## What this task involves
Exactly as written, print each record in the listing.

## Information

use clap::Parser;
use tokio::io::{AsyncBufReadExt, AsyncWriteExt, BufReader};
use tracing_subscriber::EnvFilter;

use browser_stream::session::PageSession;
use browser_stream::tools::{self, ToolCall};
use browser_stream::{browser, BrowserConfig};

/// Drive a Chromium tab over the DevTools protocol: one json tool call per
/// stdin line, one result envelope per stdout line.
#[derive(Debug, Parser)]
#[command(name = "browser-stream", version, about)]
struct Cli {
    /// Attach to an existing browser (ws:// target url or http devtools
    /// endpoint) instead of launching one.
    #[arg(long)]
    cdp_url: Option<String>,
}

#[tokio::main]
async fn main() {
    tracing_subscriber::fmt()
        .with_env_filter(EnvFilter::from_default_env())
        .with_writer(std::io::stderr)
        .init();

    let cli = Cli::parse();
    let code = match run(cli).await {
        Ok(()) => 0,
        Err(err) => {
            tracing::error!("fatal: {err}");
            1
        }
    };
    std::process::exit(code);
}

async fn run(cli: Cli) -> browser_stream::Result<()> {
    let (mut handle, channel) = match &cli.cdp_url {
        Some(url) => browser::attach(url).await?,
        None => browser::launch(BrowserConfig::default()).await?,
    };
    tracing::info!(page = handle.page_ws_url(), "attached to browser");

    let mut session = PageSession::attach(channel).await?;
    serve(&mut session).await;

    session.channel().close();
    handle.kill().await;
    Ok(())
}

/// Serialized tool loop: calls are answered one at a time, in order.
async fn serve(session: &mut PageSession) {
    let mut lines = BufReader::new(tokio::io::stdin()).lines();
    let mut stdout = tokio::io::stdout();

    loop {
        tokio::select! {
            _ = tokio::signal::ctrl_c() => {
                tracing::info!("interrupt received, shutting down");
                break;
            }
            line = lines.next_line() => match line {
                Ok(Some(line)) => {
                    let line = line.trim();
                    if line.is_empty() {
                        continue;
                    }
                    let payload = match serde_json::from_str::<ToolCall>(line) {
                        Ok(call) => tools::dispatch(session, call).await,
                        Err(err) => serde_json::json!({
                            "ok": false,
                            "errors": [{
                                "code": "ACTION_FAILED",
                                "message": format!("unparseable tool call: {err}"),
                            }],
                        })
                        .to_string(),
                    };
                    if stdout.write_all(payload.as_bytes()).await.is_err()
                        || stdout.write_all(b"\n").await.is_err()
                    {
                        break;
                    }
                    let _ = stdout.flush().await;
                }
                Ok(None) => break,
                Err(err) => {
                    tracing::error!("stdin read failed: {err}");
                    break;
                }
            }
        }
    }
}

## Output of the task
use clap::Parser;
use tokio::io::{AsyncBufReadExt, AsyncWriteExt, BufReader};
use tracing_subscriber::EnvFilter;

use browser_stream::session::PageSession;
use browser_stream::tools::{self, ToolCall};
use browser_stream::{browser, BrowserConfig};

/// Drive a Chromium tab over the DevTools protocol: one json tool call per
/// stdin line, one result envelope per stdout line.
#[derive(Debug, Parser)]
#[command(name = "browser-stream", version, about)]
struct Cli {
    /// Attach to an existing browser (ws:// target url or http devtools
    /// endpoint) instead of launching one.
    #[arg(long)]
    cdp_url: Option<String>,
}

#[tokio::main]
async fn main() {
    tracing_subscriber::fmt()
        .with_env_filter(EnvFilter::from_default_env())
        .with_writer(std::io::stderr)
        .init();

    let cli = Cli::parse();
    let code = match run(cli).await {
        Ok(()) => 0,
        Err(err) => {
            tracing::error!("fatal: {err}");
            1
        }
    };
    std::process::exit(code);
}

async fn run(cli: Cli) -> browser_stream::Result<()> {
    let (mut handle, channel) = match &cli.cdp_url {
        Some(url) => browser::attach(url).await?,
        None => browser::launch(BrowserConfig::default()).await?,
    };
    tracing::info!(page = handle.page_ws_url(), "attached to browser");

    let mut session = PageSession::attach(channel).await?;
    serve(&mut session).await;

    session.channel().close();
    handle.kill().await;
    Ok(())
}

/// Serialized tool loop: calls are answered one at a time, in order.
async fn serve(session: &mut PageSession) {
    let mut lines = BufReader::new(tokio::io::stdin()).lines();
    let mut stdout = tokio::io::stdout();

    loop {
        tokio::select! {
            _ = tokio::signal::ctrl_c() => {
                tracing::info!("interrupt received, shutting down");
                break;
            }
            line = lines.next_line() => match line {
                Ok(Some(line)) => {
                    let line = line.trim();
                    if line.is_empty() {
                        continue;
                    }
                    let payload = match serde_json::from_str::<ToolCall>(line) {
                        Ok(call) => tools::dispatch(session, call).await,
                        Err(err) => serde_json::json!({
                            "ok": false,
                            "errors": [{
                                "code": "ACTION_FAILED",
                                "message": format!("unparseable tool call: {err}"),
                            }],
                        })
                        .to_string(),
                    };
                    if stdout.write_all(payload.as_bytes()).await.is_err()
                        || stdout.write_all(b"\n").await.is_err()
                    {
                        break;
                    }
                    let _ = stdout.flush().await;
                }
                Ok(None) => break,
                Err(err) => {
                    tracing::error!("stdin read failed: {err}");
                    break;
                }
            }
        }
    }
}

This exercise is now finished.